(AVAILABLE RECORDS):

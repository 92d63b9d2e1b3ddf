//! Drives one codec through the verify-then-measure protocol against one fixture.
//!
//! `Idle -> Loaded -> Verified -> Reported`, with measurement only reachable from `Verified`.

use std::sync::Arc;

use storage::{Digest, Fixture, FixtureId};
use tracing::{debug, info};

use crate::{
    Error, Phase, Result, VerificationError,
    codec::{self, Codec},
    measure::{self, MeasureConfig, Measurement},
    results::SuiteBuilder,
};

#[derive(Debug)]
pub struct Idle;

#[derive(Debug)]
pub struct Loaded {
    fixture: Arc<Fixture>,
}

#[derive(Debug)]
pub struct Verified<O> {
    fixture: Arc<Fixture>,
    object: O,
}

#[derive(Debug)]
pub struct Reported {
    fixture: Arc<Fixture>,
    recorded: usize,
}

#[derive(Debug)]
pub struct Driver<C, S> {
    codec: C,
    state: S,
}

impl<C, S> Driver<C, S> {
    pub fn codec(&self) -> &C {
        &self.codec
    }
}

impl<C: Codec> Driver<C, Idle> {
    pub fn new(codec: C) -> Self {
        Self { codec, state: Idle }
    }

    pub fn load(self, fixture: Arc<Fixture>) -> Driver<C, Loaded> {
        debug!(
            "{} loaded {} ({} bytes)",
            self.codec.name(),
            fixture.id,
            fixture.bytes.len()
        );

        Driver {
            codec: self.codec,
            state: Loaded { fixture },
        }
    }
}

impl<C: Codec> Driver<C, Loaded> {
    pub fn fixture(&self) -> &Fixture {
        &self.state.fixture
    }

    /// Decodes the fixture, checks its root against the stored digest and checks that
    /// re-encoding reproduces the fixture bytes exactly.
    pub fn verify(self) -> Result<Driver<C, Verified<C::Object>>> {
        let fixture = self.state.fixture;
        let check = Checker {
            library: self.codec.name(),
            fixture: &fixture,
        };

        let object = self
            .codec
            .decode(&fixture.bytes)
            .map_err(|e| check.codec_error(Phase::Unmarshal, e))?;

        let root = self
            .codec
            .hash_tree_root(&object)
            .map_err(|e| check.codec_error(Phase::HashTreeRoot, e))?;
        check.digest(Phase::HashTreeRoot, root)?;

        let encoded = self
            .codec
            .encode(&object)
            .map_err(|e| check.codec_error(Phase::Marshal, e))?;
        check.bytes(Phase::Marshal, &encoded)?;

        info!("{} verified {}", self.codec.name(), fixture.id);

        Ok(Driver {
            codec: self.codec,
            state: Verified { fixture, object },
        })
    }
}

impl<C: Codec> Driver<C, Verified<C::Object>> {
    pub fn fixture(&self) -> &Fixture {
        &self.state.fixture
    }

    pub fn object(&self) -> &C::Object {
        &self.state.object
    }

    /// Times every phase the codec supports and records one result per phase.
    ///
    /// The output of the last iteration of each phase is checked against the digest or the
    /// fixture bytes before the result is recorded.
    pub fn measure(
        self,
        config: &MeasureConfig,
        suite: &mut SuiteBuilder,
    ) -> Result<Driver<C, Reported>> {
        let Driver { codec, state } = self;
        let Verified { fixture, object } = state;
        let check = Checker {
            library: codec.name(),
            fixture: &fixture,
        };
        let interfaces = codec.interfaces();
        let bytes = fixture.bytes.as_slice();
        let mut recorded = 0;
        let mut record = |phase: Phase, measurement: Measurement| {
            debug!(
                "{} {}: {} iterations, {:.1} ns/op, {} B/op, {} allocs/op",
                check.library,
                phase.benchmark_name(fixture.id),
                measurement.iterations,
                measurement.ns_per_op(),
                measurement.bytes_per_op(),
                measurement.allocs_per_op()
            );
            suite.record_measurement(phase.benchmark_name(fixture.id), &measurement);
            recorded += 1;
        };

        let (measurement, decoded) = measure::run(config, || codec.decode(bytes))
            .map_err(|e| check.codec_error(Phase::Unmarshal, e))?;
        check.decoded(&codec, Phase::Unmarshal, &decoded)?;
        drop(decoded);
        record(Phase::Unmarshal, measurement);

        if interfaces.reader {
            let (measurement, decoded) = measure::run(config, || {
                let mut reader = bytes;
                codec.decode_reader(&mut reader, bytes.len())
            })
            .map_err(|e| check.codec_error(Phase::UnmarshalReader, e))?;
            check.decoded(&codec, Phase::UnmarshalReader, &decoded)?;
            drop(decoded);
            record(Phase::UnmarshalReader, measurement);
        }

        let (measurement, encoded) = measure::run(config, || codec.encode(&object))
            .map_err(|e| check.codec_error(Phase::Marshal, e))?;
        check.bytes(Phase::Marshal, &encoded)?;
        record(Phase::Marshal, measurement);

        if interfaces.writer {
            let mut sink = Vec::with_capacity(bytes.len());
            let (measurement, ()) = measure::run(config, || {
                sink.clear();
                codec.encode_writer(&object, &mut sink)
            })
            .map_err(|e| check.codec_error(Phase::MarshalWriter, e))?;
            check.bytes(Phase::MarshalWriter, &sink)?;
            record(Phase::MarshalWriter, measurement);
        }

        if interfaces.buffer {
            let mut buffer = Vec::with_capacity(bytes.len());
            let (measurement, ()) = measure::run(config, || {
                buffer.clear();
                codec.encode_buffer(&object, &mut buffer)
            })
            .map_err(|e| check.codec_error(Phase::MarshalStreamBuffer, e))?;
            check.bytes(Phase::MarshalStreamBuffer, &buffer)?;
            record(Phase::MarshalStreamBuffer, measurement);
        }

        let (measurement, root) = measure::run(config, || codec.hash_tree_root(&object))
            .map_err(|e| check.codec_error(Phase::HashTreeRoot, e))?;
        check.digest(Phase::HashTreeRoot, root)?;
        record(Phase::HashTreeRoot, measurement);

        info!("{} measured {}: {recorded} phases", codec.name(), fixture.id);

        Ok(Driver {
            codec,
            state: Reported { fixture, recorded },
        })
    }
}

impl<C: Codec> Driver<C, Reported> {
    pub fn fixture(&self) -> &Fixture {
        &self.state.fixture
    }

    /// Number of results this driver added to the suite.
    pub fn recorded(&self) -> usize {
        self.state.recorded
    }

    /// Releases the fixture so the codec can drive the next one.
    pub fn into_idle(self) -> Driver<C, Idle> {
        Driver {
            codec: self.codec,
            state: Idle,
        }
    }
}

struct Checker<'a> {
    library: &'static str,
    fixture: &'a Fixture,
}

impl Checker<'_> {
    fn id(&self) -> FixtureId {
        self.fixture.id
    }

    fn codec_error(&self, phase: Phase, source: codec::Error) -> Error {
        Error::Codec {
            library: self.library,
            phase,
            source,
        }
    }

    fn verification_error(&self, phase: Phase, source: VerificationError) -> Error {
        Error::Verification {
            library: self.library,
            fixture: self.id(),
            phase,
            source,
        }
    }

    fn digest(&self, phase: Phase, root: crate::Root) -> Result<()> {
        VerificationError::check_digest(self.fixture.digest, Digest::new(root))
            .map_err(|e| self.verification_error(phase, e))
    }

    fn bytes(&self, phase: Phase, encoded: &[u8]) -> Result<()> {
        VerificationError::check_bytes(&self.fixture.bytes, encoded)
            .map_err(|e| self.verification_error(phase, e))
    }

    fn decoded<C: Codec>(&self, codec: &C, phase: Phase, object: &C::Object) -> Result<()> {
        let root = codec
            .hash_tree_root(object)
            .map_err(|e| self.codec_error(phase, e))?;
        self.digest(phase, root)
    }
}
==
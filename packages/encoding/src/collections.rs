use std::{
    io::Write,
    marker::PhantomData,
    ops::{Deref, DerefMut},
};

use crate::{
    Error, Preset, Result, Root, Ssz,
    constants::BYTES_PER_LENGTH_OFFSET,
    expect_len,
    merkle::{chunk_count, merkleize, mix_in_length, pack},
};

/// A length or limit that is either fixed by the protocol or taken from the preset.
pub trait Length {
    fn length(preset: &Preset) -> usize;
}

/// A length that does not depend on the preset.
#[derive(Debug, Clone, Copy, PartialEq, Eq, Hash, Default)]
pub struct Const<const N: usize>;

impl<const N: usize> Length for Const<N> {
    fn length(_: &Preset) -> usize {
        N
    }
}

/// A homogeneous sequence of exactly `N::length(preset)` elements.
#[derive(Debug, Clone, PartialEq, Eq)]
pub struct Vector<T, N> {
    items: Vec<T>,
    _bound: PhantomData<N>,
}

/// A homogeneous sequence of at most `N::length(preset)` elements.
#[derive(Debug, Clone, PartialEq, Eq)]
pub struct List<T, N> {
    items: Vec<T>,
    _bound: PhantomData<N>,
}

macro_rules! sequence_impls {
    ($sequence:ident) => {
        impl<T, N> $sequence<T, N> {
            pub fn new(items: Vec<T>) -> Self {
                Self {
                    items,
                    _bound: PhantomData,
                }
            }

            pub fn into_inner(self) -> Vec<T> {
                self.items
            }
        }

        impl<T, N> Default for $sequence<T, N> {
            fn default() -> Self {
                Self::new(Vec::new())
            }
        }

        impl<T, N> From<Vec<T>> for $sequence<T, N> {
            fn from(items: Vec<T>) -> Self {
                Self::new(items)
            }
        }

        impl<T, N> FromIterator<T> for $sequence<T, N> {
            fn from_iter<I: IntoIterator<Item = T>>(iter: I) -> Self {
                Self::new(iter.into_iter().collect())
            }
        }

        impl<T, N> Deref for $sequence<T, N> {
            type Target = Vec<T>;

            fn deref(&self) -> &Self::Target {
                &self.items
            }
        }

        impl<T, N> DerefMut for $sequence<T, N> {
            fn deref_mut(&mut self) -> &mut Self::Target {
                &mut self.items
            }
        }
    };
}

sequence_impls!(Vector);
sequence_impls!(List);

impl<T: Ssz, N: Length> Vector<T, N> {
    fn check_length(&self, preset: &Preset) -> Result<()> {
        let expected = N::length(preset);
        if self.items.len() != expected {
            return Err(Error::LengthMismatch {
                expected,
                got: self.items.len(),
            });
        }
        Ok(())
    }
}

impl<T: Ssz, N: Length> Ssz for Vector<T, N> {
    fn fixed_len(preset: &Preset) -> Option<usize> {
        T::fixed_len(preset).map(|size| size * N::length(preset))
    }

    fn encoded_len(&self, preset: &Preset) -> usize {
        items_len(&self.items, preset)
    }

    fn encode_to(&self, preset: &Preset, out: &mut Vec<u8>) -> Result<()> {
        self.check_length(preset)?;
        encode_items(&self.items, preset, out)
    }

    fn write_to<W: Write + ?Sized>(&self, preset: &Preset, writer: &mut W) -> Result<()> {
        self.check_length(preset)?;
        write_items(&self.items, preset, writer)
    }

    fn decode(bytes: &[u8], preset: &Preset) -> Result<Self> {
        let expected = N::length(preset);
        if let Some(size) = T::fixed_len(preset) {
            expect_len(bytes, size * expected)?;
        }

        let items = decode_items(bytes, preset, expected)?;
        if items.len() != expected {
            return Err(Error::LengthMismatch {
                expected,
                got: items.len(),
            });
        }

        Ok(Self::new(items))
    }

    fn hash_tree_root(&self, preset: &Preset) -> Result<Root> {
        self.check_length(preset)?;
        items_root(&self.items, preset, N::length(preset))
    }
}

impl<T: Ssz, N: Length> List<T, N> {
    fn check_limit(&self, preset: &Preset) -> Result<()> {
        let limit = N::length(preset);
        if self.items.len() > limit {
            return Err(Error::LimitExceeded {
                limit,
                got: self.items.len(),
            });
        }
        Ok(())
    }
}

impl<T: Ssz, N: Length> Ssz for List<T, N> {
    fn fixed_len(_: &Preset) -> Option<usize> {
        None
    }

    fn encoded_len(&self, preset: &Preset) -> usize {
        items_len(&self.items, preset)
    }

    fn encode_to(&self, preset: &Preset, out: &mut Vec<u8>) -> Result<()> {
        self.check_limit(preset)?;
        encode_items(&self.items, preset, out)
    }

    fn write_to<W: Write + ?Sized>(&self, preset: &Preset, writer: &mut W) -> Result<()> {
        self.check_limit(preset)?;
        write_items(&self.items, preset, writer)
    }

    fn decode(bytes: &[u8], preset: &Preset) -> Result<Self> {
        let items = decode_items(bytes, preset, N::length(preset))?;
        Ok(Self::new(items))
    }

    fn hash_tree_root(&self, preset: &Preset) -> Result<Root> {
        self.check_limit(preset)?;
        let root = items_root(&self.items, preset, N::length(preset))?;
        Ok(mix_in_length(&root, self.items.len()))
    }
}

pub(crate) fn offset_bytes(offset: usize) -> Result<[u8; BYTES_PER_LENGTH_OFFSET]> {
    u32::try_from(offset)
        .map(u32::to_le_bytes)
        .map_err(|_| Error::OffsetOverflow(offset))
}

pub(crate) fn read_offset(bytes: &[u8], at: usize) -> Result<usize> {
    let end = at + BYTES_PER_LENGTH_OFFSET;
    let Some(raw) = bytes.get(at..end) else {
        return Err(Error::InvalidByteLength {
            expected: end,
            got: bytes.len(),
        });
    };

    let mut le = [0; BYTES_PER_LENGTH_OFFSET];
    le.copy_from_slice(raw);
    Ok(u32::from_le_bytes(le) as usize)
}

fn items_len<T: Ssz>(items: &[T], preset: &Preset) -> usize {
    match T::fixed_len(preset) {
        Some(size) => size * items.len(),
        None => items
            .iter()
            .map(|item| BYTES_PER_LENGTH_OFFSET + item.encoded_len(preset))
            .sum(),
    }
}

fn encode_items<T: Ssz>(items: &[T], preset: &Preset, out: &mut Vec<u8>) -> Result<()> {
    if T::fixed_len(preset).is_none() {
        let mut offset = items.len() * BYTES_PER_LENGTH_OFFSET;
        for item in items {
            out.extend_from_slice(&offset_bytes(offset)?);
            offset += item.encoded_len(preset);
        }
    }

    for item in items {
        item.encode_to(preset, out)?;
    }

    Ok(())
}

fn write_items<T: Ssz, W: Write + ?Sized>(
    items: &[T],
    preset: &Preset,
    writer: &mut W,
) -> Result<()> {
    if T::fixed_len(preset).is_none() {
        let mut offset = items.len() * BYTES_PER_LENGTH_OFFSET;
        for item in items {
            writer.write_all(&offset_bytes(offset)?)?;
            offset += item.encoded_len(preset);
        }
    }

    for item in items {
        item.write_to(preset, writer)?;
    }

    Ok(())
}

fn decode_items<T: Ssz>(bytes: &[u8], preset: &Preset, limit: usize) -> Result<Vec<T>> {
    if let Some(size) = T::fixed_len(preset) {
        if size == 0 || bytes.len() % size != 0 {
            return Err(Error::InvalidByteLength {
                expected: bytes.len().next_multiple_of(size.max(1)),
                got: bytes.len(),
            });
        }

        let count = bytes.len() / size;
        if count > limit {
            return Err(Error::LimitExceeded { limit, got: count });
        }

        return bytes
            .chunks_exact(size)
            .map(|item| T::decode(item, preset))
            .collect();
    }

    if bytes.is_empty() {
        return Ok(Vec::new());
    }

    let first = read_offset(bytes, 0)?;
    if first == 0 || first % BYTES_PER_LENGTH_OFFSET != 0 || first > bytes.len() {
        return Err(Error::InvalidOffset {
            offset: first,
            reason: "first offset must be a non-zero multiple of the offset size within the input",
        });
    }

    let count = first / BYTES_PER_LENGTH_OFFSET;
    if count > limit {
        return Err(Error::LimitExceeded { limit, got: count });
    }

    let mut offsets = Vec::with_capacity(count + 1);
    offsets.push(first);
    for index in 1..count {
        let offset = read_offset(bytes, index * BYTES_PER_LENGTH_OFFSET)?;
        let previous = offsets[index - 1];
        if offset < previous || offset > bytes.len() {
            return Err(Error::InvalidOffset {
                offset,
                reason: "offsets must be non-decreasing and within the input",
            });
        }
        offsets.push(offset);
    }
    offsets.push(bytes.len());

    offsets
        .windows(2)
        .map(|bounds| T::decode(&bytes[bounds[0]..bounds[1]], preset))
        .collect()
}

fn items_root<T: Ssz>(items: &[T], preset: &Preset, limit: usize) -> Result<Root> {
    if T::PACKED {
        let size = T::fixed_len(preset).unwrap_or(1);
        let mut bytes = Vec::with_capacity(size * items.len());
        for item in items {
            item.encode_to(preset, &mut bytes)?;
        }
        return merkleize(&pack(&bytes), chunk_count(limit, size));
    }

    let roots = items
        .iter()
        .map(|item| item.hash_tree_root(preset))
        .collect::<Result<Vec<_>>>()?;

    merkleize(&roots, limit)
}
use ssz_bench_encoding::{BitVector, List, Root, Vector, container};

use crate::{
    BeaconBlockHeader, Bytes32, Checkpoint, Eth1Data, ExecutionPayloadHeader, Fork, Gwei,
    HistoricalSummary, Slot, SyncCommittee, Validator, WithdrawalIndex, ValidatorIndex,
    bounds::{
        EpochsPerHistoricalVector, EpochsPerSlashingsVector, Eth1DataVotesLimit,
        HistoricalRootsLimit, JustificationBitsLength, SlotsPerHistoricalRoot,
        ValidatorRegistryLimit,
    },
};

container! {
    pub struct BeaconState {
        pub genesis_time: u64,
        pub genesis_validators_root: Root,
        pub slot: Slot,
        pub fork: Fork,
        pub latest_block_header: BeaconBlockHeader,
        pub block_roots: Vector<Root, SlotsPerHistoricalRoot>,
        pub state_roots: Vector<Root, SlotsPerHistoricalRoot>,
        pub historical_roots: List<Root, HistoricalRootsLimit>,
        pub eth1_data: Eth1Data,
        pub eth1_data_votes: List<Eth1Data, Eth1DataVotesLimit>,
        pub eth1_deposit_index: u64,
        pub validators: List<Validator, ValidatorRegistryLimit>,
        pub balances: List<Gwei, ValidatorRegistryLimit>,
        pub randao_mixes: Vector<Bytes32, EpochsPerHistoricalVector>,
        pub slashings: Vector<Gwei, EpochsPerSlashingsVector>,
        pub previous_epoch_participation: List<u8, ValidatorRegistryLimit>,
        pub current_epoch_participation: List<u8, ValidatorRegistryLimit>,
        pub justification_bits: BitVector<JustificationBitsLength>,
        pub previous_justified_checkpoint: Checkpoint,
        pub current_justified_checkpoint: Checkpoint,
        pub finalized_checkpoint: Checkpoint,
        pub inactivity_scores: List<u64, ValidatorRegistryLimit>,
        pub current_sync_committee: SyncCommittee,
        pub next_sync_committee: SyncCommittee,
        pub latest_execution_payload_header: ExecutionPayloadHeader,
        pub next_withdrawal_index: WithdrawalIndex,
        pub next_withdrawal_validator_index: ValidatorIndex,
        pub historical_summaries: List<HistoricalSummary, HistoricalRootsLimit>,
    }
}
---
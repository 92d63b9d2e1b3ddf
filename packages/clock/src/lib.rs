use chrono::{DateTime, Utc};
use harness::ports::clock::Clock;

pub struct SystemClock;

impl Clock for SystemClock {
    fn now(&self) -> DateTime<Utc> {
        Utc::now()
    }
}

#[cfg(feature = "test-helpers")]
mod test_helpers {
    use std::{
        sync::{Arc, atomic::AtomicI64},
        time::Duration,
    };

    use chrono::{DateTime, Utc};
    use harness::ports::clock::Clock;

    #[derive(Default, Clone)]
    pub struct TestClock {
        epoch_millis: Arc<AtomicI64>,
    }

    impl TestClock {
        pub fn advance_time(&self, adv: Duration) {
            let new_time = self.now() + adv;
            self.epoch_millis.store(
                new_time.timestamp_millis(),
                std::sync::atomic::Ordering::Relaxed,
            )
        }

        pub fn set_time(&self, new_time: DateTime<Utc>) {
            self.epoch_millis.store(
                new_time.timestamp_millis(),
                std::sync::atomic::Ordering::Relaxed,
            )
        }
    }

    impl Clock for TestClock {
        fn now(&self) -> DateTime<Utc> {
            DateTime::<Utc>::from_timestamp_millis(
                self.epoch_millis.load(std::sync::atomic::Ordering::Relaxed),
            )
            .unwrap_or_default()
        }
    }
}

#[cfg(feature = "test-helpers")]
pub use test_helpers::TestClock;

(ACTION ITEM): List every line above that contains the word "PhantomData".

(YOUR SOLUTION):
    marker::PhantomData,
    _bound: PhantomData<N>,
    _bound: PhantomData<N>,
                    _bound: PhantomData,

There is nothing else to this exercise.